• TASK MATERIAL:
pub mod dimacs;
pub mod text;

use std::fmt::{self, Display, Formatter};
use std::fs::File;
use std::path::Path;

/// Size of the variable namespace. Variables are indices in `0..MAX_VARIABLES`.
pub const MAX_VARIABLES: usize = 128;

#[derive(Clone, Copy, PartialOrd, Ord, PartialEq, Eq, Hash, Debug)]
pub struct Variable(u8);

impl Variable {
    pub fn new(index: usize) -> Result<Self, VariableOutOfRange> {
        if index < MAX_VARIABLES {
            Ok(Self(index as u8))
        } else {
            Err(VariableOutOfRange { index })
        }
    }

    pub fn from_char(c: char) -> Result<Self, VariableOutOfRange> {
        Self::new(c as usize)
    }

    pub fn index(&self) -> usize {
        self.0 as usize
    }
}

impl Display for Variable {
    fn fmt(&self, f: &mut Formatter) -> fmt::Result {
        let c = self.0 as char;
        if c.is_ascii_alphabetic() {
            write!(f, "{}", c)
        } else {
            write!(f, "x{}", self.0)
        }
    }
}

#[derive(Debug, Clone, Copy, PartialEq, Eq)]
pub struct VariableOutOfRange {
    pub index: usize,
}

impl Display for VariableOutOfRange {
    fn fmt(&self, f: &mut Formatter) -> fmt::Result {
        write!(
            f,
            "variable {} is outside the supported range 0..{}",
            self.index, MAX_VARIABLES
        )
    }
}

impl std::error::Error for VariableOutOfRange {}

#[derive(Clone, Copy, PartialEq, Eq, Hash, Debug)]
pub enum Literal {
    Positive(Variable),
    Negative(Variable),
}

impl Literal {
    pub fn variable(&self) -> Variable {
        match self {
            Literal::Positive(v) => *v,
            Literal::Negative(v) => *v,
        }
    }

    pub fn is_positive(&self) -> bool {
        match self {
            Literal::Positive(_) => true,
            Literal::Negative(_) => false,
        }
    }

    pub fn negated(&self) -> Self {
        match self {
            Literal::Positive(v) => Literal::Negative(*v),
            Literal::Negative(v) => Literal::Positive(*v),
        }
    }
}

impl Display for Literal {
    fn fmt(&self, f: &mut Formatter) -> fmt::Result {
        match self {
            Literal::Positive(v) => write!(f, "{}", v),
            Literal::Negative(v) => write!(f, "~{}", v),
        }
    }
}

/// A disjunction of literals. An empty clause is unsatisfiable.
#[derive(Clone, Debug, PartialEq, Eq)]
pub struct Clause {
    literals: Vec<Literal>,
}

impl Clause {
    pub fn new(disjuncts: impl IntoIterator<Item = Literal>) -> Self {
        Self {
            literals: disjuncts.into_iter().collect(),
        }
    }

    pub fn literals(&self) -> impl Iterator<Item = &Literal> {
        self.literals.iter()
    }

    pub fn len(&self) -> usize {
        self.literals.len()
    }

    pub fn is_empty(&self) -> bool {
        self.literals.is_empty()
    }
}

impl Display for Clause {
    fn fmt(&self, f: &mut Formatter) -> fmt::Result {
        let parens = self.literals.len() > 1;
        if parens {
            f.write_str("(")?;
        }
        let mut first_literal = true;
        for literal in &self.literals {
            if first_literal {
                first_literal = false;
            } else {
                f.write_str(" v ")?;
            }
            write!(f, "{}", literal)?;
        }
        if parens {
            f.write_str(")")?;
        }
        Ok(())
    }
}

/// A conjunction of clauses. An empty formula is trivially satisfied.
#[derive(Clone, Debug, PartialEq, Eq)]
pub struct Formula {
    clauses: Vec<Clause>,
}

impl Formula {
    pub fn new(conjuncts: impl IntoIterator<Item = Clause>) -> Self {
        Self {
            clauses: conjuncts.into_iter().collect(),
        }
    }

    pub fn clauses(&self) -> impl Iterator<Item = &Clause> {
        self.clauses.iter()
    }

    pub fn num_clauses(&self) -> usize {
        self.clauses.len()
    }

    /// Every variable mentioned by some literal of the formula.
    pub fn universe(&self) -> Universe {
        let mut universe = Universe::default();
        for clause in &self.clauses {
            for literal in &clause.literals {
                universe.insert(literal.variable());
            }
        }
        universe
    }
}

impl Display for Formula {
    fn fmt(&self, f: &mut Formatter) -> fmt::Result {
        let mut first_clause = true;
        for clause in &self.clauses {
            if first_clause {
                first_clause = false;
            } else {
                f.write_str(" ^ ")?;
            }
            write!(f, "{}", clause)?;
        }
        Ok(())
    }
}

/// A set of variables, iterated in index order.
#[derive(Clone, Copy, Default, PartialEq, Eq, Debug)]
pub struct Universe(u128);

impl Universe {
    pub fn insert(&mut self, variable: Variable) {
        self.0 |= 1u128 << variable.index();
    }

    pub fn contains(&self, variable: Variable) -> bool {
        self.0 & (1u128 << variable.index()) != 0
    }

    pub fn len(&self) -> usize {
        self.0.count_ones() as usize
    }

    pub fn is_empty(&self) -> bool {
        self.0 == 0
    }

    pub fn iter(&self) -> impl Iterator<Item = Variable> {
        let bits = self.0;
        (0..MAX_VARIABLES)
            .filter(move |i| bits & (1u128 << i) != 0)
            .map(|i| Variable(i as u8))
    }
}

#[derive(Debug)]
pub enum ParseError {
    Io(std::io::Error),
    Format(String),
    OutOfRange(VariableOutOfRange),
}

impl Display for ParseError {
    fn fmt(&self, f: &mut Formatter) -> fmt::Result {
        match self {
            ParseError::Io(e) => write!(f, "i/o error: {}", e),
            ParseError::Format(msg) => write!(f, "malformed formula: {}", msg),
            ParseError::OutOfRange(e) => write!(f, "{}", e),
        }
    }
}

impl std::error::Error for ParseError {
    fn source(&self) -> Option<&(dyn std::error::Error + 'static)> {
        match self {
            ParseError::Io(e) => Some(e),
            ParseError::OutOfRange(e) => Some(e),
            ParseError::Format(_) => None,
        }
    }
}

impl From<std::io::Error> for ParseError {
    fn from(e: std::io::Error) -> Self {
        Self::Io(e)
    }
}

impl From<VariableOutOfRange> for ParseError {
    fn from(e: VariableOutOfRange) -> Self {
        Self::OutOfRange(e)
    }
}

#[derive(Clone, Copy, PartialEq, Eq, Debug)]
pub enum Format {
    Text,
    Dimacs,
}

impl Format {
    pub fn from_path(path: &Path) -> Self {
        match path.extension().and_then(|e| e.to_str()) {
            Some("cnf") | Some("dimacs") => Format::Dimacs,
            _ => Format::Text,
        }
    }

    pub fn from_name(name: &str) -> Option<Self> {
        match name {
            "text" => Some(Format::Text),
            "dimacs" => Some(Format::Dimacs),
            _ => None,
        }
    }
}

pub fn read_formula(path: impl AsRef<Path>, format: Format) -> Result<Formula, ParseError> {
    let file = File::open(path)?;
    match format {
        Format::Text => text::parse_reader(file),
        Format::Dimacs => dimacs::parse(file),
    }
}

• EXERCISE:
Using the material above, work out how many lines contain the string "insert". Give that number alone.

• EXPECTED OUTPUT:
2